WORK TO COMPLETE: The answer must consist of every line in the data below that holds the word "impl".

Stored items

impl RewindSession {
    /// Validate `config` and start the background worker.
    pub fn new(config: RewindConfig) -> Result<Self, RewindError> {
        config.validate()?;
        let (analysis_tx, analysis_rx) = crossbeam_channel::unbounded();
        Ok(Self {
            live: RewindManager::from_config(&config),
            ghost: RewindManager::from_config(&config),
            registry: BindingRegistry::new(),
            worker: Worker::new()?,
            previous_frame: None,
            previous_ghost: None,
            analysis_tx,
            analysis_rx,
            pending: IndexMap::new(),
            next_request: 0,
            config,
        })
    }

    /// Current settings.
    pub fn config(&self) -> &RewindConfig {
        &self.config
    }

    /// The live frame store.
    pub fn live(&self) -> &RewindManager {
        &self.live
    }

    /// Mutable access to the live frame store.
    pub fn live_mut(&mut self) -> &mut RewindManager {
        &mut self.live
    }

    /// The ghost frame store.
    pub fn ghost(&self) -> &RewindManager {
        &self.ghost
    }

    // ── Bindings ───────────────────────────────────────────────────

    /// Registered bindings.
    pub fn registry(&self) -> &BindingRegistry {
        &self.registry
    }

    /// Register a binding for both the live run and the ghost.
    pub fn register_rewindable(&mut self, binding: RewindableBinding) {
        self.registry.register(binding);
    }

    /// Remove the binding for `namespace`. Returns false if none existed.
    pub fn unregister_rewindable(&mut self, namespace: &str) -> bool {
        self.registry.unregister(namespace).is_some()
    }

    /// Fire `onRewind` on every binding.
    pub fn call_on_rewind_event<H: SceneHost>(&self, host: &mut H) -> Result<(), RewindError> {
        call_on_rewind(host, &self.registry, self.config.game)
    }

    // ── Settings ───────────────────────────────────────────────────

    /// Switch game build for both stores.
    pub fn set_game(&mut self, game: GameFlavor) {
        self.config.game = game;
        self.live.set_flavor(game);
        self.ghost.set_flavor(game);
    }

    /// Set the live rewind speed multiplier.
    pub fn set_time_scale(&mut self, time_scale: f64) -> Result<(), ConfigError> {
        validate_time_scale(time_scale)?;
        self.config.time_scale = time_scale;
        Ok(())
    }

    /// Consume frames by elapsed time even at normal speed.
    pub fn set_sync_speed(&mut self, sync_speed: bool) {
        self.config.sync_speed = sync_speed;
    }

    /// Set the interpolation direction for both stores.
    pub fn set_direction(&mut self, direction: PlaybackDirection) {
        self.config.direction = direction;
        self.live.set_direction(direction);
        self.ghost.set_direction(direction);
    }

    /// Where [`clear_frames(true)`](Self::clear_frames) saves to.
    pub fn set_replay_path(&mut self, path: impl Into<PathBuf>) {
        let path = path.into();
        self.config.replay_path = path.clone();
        self.live.set_replay_path(path);
    }

    /// Current save path of the live store.
    pub fn replay_path(&self) -> &Path {
        self.live.replay_path()
    }

    /// Set the mission name for saved replays. Saved states belong to a
    /// mission, so they are dropped.
    pub fn set_replay_mission(&mut self, mission: impl Into<String>) {
        let mission = mission.into();
        self.config.replay_mission = mission.clone();
        self.live.set_replay_mission(mission);
        self.live.clear_save_states();
    }

    /// Mean frame delta of the live store.
    pub fn average_frame_delta(&self) -> f64 {
        self.live.average_frame_delta()
    }

    // ── Files ──────────────────────────────────────────────────────

    /// Load a replay into the live store, or the ghost store with
    /// `ghost` set. Returns the replay's mission name.
    ///
    /// A replay from the other game build is not loaded, but its mission
    /// name is still returned.
    pub fn load_replay(
        &mut self,
        path: impl AsRef<Path>,
        ghost: bool,
    ) -> Result<String, RewindError> {
        let path = path.as_ref();
        log::info!("Loading replay {}", path.display());
        let manager = if ghost { &mut self.ghost } else { &mut self.live };
        match manager.load(path, ghost) {
            Ok(mission) => Ok(mission),
            Err(ReplayError::GameMismatch {
                expected,
                found,
                mission,
            }) => {
                log::warn!(
                    "{} was recorded for {found}, not {expected}",
                    path.display()
                );
                Ok(mission)
            }
            Err(e) => {
                log::error!("cannot load replay {}: {e}", path.display());
                Err(e.into())
            }
        }
    }

    /// Empty the live store, saving it in the background when `write`
    /// is set.
    pub fn clear_frames(&mut self, write: bool) -> Result<(), RewindError> {
        self.live.clear(write, &mut self.worker)
    }

    /// Summarize a replay on the worker thread. `callback` runs on the
    /// next [`tick_async`](Self::tick_async) after the analysis is done.
    pub fn analyze_replay(
        &mut self,
        path: impl Into<PathBuf>,
        callback: impl FnOnce(Result<ReplayInfo, ReplayError>) + 'static,
    ) -> Result<(), RewindError> {
        let id = self.next_request;
        self.next_request += 1;
        let path = path.into();
        let tx = self.analysis_tx.clone();
        let flavor = self.config.game;
        let limit = self.config.max_legacy_uncompressed;
        self.worker.add_task(Box::new(move || {
            log::info!("Analyzing replay {}", path.display());
            // The session may be gone by the time this finishes.
            let _ = tx.send((id, analyze(&path, flavor, limit)));
            Ok(())
        }))?;
        self.pending.insert(id, Box::new(callback));
        Ok(())
    }

    /// Deliver finished analyses. Returns how many callbacks ran.
    pub fn tick_async(&mut self) -> usize {
        let mut ran = 0;
        while let Ok((id, result)) = self.analysis_rx.try_recv() {
            if let Some(callback) = self.pending.shift_remove(&id) {
                callback(result);
                ran += 1;
            }
        }
        ran
    }

    /// Block until background saves and analyses have finished.
    pub fn wait_for_worker(&mut self) {
        self.worker.wait_idle();
    }

    // ── Playback ───────────────────────────────────────────────────

    /// Capture the live game and push it as the newest frame.
    pub fn store_frame<H: SceneHost>(
        &mut self,
        host: &mut H,
        delta_ms: i32,
    ) -> Result<(), RewindError> {
        let frame = capture_frame(host, &self.registry, self.config.game, delta_ms)?;
        self.live.push_frame(frame);
        Ok(())
    }

    /// Step the game back, or with `delta` forward through a loaded
    /// replay.
    ///
    /// Without `delta` the newest frame is popped, or with a time scale
    /// or sync speed set, one host tick scaled by the time scale is
    /// consumed. With `delta` the replay stream advances by that many
    /// milliseconds; past the end nothing is applied and false is
    /// returned. An empty store re-applies the last frame.
    pub fn rewind_frame<H: SceneHost>(
        &mut self,
        host: &mut H,
        delta: Option<f64>,
    ) -> Result<bool, RewindError> {
        self.ensure_path_durations(host)?;

        let frame = match delta {
            Some(d) => {
                let mut ctx = BindingContext::new(&self.registry, host);
                match self.live.next_frame(d, &mut ctx) {
                    Some(f) => Some(f),
                    None => return Ok(false),
                }
            }
            None if self.live.frame_count() <= 1 => self.live.pop_frame(false),
            None if self.config.scaled_rewind() => {
                let step = host_time_delta(host)? * self.config.time_scale;
                let mut ctx = BindingContext::new(&self.registry, host);
                self.live.next_rewind_frame(step, &mut ctx)
            }
            None => self.live.pop_frame(false),
        };

        let Some(frame) = frame.or_else(|| self.previous_frame.clone()) else {
            return Ok(false);
        };
        self.apply(host, frame)?;
        Ok(true)
    }

    /// Put the game at `ms` on the replay's elapsed-time axis. Returns
    /// false past the end of the replay.
    pub fn rewind_to_ms<H: SceneHost>(
        &mut self,
        host: &mut H,
        ms: f64,
    ) -> Result<bool, RewindError> {
        self.ensure_path_durations(host)?;
        let frame = {
            let mut ctx = BindingContext::new(&self.registry, host);
            self.live.frame_at_elapsed_ms(ms, &mut ctx)
        };
        match frame {
            Some(f) => {
                self.apply(host, f)?;
                Ok(true)
            }
            None => Ok(false),
        }
    }

    /// Move the ghost marble to `ms` on the ghost replay's clock. Keeps
    /// the last ghost position when the ghost store is empty.
    pub fn rewind_ghost<H: SceneHost>(
        &mut self,
        host: &mut H,
        ms: f64,
    ) -> Result<(), RewindError> {
        let frame = {
            let mut ctx = BindingContext::new(&self.registry, host);
            self.ghost.realtime_frame_at_ms(ms, &mut ctx)
        };
        if let Some(f) = frame {
            self.previous_ghost = Some(f);
        }
        match &self.previous_ghost {
            Some(f) => apply_ghost(host, f),
            None => Ok(()),
        }
    }

    /// Cut the live timeline at `ms` on the elapsed-time axis.
    pub fn splice_replay(&mut self, bridge: &mut dyn ScriptBridge, ms: f64) {
        let mut ctx = BindingContext::new(&self.registry, bridge);
        self.live.splice_replay_from_ms(ms, &mut ctx);
    }

    fn ensure_path_durations<H: SceneHost>(&mut self, host: &mut H) -> Result<(), RewindError> {
        if self.live.path_durations().is_none() {
            let root = require(host, MISSION_GROUP)?;
            let durations = path_durations(host, root, self.config.game);
            log::debug!("found {} moving platforms", durations.len());
            self.live.set_path_durations(durations);
        }
        Ok(())
    }

    fn apply<H: SceneHost>(&mut self, host: &mut H, frame: Frame) -> Result<(), RewindError> {
        let result = apply_frame(host, &self.registry, self.config.game, &frame);
        self.previous_frame = Some(frame);
        match result {
            Err(RewindError::Mission(e)) => {
                log::error!("{e}");
                Ok(())
            }
            other => other,
        }
    }

    // ── Save states ────────────────────────────────────────────────

    /// Frames in the live store.
    pub fn frame_count(&self) -> usize {
        self.live.frame_count()
    }

    /// Snapshot the live store.
    pub fn save_state(&mut self) {
        self.live.save_state();
    }

    /// Restore snapshot `index`. Returns false for an unknown index.
    pub fn load_state(&mut self, index: usize) -> bool {
        self.live.load_state(index).is_some()
    }

    /// Number of snapshots.
    pub fn state_count(&self) -> usize {
        self.live.saved_state_count()
    }
}
#[async_trait]
impl ActivityRepository for MemoryStore {
    async fn append_activity(&self, activity: NewActivity) -> Result<UserActivity> {
        self.check_activity_write()?;
        Ok(self.state().insert_activity(&activity))
    }

    async fn find_activity(&self, id: i64) -> Result<Option<FeedActivity>> {
        let state = self.state();
        Ok(state
            .activities
            .iter()
            .find(|a| a.id == id && a.deleted_at.is_none())
            .map(|a| state.feed_activity(a)))
    }

    async fn list_activities(
        &self,
        filter: &ActivityFilter,
        page: Page,
    ) -> Result<(Vec<FeedActivity>, i64)> {
        let state = self.state();
        let mut matched: Vec<&UserActivity> = state
            .activities
            .iter()
            .filter(|a| a.deleted_at.is_none() && filter.matches(a))
            .collect();
        newest_first(&mut matched, |a| (a.created_at, a.id));
        let total = matched.len() as i64;
        let items = page
            .slice(matched)
            .into_iter()
            .map(|a| state.feed_activity(a))
            .collect();
        Ok((items, total))
    }

    async fn tombstone_activity(&self, id: i64, user_id: UserId) -> Result<bool> {
        let mut state = self.state();
        let now = state.tick();
        match state
            .activities
            .iter_mut()
            .find(|a| a.id == id && a.user_id == user_id && a.deleted_at.is_none())
        {
            Some(activity) => {
                activity.deleted_at = Some(now);
                activity.updated_at = now;
                Ok(true)
            }
            None => Ok(false),
        }
    }

    async fn activity_stats(&self, user_id: UserId, since: DateTime<Utc>) -> Result<ActivityStats> {
        let mut stats = ActivityStats::default();
        for activity in self
            .state()
            .activities
            .iter()
            .filter(|a| a.user_id == user_id && a.deleted_at.is_none())
        {
            stats.total += 1;
            if activity.created_at >= since {
                stats.recent_7_days += 1;
            }
            *stats
                .by_event_type
                .entry(activity.event_type.to_string())
                .or_insert(0) += 1;
        }
        Ok(stats)
    }

    async fn activity_feed(
        &self,
        viewer: UserId,
        audience: &[UserId],
        page: Page,
    ) -> Result<Vec<FeedActivity>> {
        let state = self.state();
        let mut visible: Vec<&UserActivity> = state
            .activities
            .iter()
            .filter(|a| a.deleted_at.is_none() && audience.contains(&a.user_id))
            .filter(|a| {
                a.user_id == viewer
                    || match a.visibility {
                        Visibility::Public => true,
                        Visibility::Friends => state.is_following(a.user_id, viewer),
                        Visibility::Private => false,
                    }
            })
            .collect();
        newest_first(&mut visible, |a| (a.created_at, a.id));
        Ok(page
            .slice(visible)
            .into_iter()
            .map(|a| state.feed_activity(a))
            .collect())
    }
}
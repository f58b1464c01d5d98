use async_trait::async_trait;
use papergraph_common::{Result, StatField, UserId, UserStats};

use super::{apply_delta, PgStore, STATS_COLUMNS};
use crate::traits::StatsRepository;

#[async_trait]
impl StatsRepository for PgStore {
    async fn get_or_create_stats(&self, user_id: UserId) -> Result<UserStats> {
        let sql = format!(
            "SELECT {STATS_COLUMNS} FROM user_stats WHERE user_id = $1 AND deleted_at IS NULL"
        );
        if let Some(stats) = sqlx::query_as::<_, UserStats>(&sql)
            .bind(user_id)
            .fetch_optional(&self.pool)
            .await?
        {
            return Ok(stats);
        }

        // Missing or tombstoned: create, or revive with counters intact.
        let sql = format!(
            r#"
            INSERT INTO user_stats (user_id)
            VALUES ($1)
            ON CONFLICT (user_id) DO UPDATE
                SET deleted_at = NULL,
                    updated_at = now()
            RETURNING {STATS_COLUMNS}
            "#
        );
        let stats = sqlx::query_as::<_, UserStats>(&sql)
            .bind(user_id)
            .fetch_one(&self.pool)
            .await?;

        tracing::debug!(user_id, "user stats row created");
        Ok(stats)
    }

    async fn apply_stat_delta(
        &self,
        user_id: UserId,
        field: StatField,
        delta: i64,
    ) -> Result<UserStats> {
        apply_delta(&self.pool, user_id, field, delta).await
    }

    async fn tombstone_stats(&self, user_id: UserId) -> Result<bool> {
        let result = sqlx::query(
            r#"
            UPDATE user_stats
            SET deleted_at = now(), updated_at = now()
            WHERE user_id = $1 AND deleted_at IS NULL
            "#,
        )
        .bind(user_id)
        .execute(&self.pool)
        .await?;

        Ok(result.rows_affected() > 0)
    }

    async fn stats_user_ids(&self) -> Result<Vec<UserId>> {
        let rows = sqlx::query_as::<_, (i64,)>(
            "SELECT user_id FROM user_stats WHERE deleted_at IS NULL ORDER BY user_id ASC",
        )
        .fetch_all(&self.pool)
        .await?;

        Ok(rows.into_iter().map(|r| r.0).collect())
    }
}
use async_trait::async_trait;
use papergraph_common::{
    BadgeTemplate, NewActivity, NewBadgeTemplate, Result, UserBadge, UserId,
};

use super::{insert_activity, PgStore};
use crate::traits::BadgeRepository;

const TEMPLATE_COLUMNS: &str =
    "id, badge_type, name, description, icon, condition, level, category, created_at";
const BADGE_COLUMNS: &str =
    "id, user_id, badge_type, name, description, icon, level, created_at, deleted_at";

#[async_trait]
impl BadgeRepository for PgStore {
    async fn seed_badge_templates(&self, templates: &[NewBadgeTemplate]) -> Result<usize> {
        let mut tx = self.pool.begin().await?;
        let mut inserted = 0;

        for template in templates {
            let result = sqlx::query(
                r#"
                INSERT INTO badge_templates
                    (badge_type, name, description, icon, condition, level, category)
                VALUES ($1, $2, $3, $4, $5, $6, $7)
                ON CONFLICT (badge_type) DO NOTHING
                "#,
            )
            .bind(&template.badge_type)
            .bind(&template.name)
            .bind(&template.description)
            .bind(&template.icon)
            .bind(&template.condition)
            .bind(template.level)
            .bind(template.category.as_str())
            .execute(&mut *tx)
            .await?;
            inserted += result.rows_affected() as usize;
        }

        tx.commit().await?;
        Ok(inserted)
    }

    async fn list_badge_templates(&self) -> Result<Vec<BadgeTemplate>> {
        let sql = format!(
            "SELECT {TEMPLATE_COLUMNS} FROM badge_templates WHERE deleted_at IS NULL ORDER BY id ASC"
        );
        sqlx::query_as::<_, BadgeTemplate>(&sql)
            .fetch_all(&self.pool)
            .await
            .map_err(Into::into)
    }

    async fn find_badge_template(&self, badge_type: &str) -> Result<Option<BadgeTemplate>> {
        let sql = format!(
            "SELECT {TEMPLATE_COLUMNS} FROM badge_templates \
             WHERE badge_type = $1 AND deleted_at IS NULL"
        );
        sqlx::query_as::<_, BadgeTemplate>(&sql)
            .bind(badge_type)
            .fetch_optional(&self.pool)
            .await
            .map_err(Into::into)
    }

    async fn find_user_badge(
        &self,
        user_id: UserId,
        badge_type: &str,
    ) -> Result<Option<UserBadge>> {
        let sql = format!(
            "SELECT {BADGE_COLUMNS} FROM user_badges \
             WHERE user_id = $1 AND badge_type = $2 AND deleted_at IS NULL"
        );
        sqlx::query_as::<_, UserBadge>(&sql)
            .bind(user_id)
            .bind(badge_type)
            .fetch_optional(&self.pool)
            .await
            .map_err(Into::into)
    }

    async fn award_badge(
        &self,
        user_id: UserId,
        template: &BadgeTemplate,
        activity: NewActivity,
    ) -> Result<Option<UserBadge>> {
        let mut tx = self.pool.begin().await?;

        // The (user_id, badge_type) unique key makes the award idempotent even
        // when two evaluations race.
        let sql = format!(
            r#"
            INSERT INTO user_badges (user_id, badge_type, name, description, icon, level)
            VALUES ($1, $2, $3, $4, $5, $6)
            ON CONFLICT (user_id, badge_type) DO NOTHING
            RETURNING {BADGE_COLUMNS}
            "#
        );
        let badge = sqlx::query_as::<_, UserBadge>(&sql)
            .bind(user_id)
            .bind(&template.badge_type)
            .bind(&template.name)
            .bind(&template.description)
            .bind(&template.icon)
            .bind(template.level)
            .fetch_optional(&mut *tx)
            .await?;

        let Some(badge) = badge else {
            return Ok(None);
        };

        let activity = NewActivity {
            target_id: badge.id,
            ..activity
        };
        insert_activity(&mut *tx, &activity).await?;

        tx.commit().await?;
        Ok(Some(badge))
    }

    async fn list_user_badges(&self, user_id: UserId) -> Result<Vec<UserBadge>> {
        let sql = format!(
            "SELECT {BADGE_COLUMNS} FROM user_badges \
             WHERE user_id = $1 AND deleted_at IS NULL \
             ORDER BY created_at DESC, id DESC"
        );
        sqlx::query_as::<_, UserBadge>(&sql)
            .bind(user_id)
            .fetch_all(&self.pool)
            .await
            .map_err(Into::into)
    }
}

REPLY:
impl RewindSession {
    pub fn set_replay_path(&mut self, path: impl Into<PathBuf>) {
    pub fn set_replay_mission(&mut self, mission: impl Into<String>) {
        path: impl AsRef<Path>,
        path: impl Into<PathBuf>,
        callback: impl FnOnce(Result<ReplayInfo, ReplayError>) + 'static,
impl ActivityRepository for MemoryStore {
impl StatsRepository for PgStore {
impl BadgeRepository for PgStore {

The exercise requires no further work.